#### Given records

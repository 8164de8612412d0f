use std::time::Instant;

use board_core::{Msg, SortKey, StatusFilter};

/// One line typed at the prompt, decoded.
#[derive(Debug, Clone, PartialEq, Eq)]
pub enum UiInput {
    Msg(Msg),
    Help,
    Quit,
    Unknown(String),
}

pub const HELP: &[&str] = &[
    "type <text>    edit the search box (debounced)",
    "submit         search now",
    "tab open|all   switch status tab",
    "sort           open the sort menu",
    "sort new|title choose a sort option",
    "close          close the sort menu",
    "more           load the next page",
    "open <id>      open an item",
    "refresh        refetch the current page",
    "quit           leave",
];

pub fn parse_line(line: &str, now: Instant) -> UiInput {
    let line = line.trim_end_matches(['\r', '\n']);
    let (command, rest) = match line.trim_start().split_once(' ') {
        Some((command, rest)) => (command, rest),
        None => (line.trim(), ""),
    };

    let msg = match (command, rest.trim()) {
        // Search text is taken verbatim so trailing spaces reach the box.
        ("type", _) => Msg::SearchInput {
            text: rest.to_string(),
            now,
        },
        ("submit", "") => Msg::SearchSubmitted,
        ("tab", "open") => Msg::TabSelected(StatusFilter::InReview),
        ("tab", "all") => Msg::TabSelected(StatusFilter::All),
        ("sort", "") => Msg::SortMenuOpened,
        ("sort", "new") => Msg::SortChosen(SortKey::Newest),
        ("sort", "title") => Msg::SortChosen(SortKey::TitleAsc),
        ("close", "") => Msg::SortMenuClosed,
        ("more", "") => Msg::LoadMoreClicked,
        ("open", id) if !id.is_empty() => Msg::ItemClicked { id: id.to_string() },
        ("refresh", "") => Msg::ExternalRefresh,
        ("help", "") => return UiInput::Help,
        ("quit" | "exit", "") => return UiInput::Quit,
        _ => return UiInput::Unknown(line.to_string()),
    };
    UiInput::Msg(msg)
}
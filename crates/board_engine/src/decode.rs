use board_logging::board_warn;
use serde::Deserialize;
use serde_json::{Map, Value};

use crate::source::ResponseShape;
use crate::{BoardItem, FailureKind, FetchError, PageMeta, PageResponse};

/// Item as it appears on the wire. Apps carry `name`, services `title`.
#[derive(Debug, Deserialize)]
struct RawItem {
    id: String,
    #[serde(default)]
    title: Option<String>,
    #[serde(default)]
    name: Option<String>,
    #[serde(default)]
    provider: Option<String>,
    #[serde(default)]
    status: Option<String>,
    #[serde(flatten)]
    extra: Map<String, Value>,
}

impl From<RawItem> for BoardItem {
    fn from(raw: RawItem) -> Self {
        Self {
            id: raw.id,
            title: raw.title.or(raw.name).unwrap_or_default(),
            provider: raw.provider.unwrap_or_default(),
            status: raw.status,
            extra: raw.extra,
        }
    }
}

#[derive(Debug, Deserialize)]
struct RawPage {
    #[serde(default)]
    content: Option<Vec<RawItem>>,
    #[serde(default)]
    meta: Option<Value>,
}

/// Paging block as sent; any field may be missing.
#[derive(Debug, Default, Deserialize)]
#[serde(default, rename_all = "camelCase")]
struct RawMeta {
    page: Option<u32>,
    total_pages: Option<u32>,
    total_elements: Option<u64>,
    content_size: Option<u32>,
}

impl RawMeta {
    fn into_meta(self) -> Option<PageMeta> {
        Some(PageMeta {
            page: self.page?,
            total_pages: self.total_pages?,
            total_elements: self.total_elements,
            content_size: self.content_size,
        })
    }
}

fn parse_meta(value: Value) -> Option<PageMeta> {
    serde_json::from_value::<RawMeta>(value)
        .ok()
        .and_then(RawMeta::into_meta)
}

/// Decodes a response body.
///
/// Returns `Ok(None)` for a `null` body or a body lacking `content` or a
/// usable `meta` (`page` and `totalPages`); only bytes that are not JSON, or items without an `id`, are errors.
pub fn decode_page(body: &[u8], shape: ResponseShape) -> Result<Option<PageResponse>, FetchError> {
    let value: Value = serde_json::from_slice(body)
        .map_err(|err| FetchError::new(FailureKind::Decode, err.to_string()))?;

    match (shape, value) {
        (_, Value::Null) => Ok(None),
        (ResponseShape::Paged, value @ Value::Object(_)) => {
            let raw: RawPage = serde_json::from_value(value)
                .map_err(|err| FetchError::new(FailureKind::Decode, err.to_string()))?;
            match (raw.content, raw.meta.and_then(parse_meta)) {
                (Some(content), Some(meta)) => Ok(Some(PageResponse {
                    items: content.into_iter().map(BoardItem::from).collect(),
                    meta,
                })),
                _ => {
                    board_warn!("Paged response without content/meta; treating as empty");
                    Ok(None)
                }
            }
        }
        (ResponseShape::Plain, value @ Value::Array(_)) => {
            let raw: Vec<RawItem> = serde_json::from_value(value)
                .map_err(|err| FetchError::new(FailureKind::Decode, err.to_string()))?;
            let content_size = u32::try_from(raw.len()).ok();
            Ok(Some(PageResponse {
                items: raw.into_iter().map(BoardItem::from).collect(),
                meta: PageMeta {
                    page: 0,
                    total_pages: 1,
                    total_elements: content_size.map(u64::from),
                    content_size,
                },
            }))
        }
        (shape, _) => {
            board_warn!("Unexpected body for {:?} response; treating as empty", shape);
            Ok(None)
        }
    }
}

########
#### Given records

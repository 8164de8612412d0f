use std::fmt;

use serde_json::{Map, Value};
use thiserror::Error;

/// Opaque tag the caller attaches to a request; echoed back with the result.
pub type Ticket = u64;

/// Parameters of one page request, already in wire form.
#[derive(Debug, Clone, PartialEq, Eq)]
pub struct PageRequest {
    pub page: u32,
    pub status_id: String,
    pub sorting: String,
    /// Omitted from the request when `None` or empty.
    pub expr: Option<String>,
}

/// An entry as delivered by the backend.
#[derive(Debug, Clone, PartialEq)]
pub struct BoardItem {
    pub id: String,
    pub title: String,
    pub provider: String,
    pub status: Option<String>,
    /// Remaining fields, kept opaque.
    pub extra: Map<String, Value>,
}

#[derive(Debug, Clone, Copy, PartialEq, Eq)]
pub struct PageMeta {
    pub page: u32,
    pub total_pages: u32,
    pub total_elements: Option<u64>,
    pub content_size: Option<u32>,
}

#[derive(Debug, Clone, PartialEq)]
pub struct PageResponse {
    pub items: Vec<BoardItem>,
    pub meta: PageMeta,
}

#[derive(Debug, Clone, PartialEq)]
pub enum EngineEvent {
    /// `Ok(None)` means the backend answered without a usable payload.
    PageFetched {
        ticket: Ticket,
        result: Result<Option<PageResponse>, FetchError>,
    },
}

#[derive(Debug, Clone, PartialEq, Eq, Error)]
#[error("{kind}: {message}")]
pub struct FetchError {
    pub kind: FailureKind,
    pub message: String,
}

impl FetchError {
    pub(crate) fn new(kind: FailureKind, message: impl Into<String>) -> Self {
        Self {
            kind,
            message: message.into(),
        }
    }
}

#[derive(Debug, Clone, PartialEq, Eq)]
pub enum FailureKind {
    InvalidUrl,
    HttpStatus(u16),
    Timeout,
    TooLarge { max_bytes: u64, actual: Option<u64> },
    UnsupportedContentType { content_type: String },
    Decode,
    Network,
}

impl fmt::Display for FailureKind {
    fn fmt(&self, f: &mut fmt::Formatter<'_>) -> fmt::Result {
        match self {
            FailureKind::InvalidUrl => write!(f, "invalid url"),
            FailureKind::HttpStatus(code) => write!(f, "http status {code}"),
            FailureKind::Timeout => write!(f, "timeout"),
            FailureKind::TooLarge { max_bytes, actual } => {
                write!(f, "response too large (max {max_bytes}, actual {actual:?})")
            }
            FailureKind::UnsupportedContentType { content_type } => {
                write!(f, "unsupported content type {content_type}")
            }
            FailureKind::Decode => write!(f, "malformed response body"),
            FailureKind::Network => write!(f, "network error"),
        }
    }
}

########

**What the exercise asks**
Each line above that contains the word "usable" should be counted, and only the total given.

**Reply**
2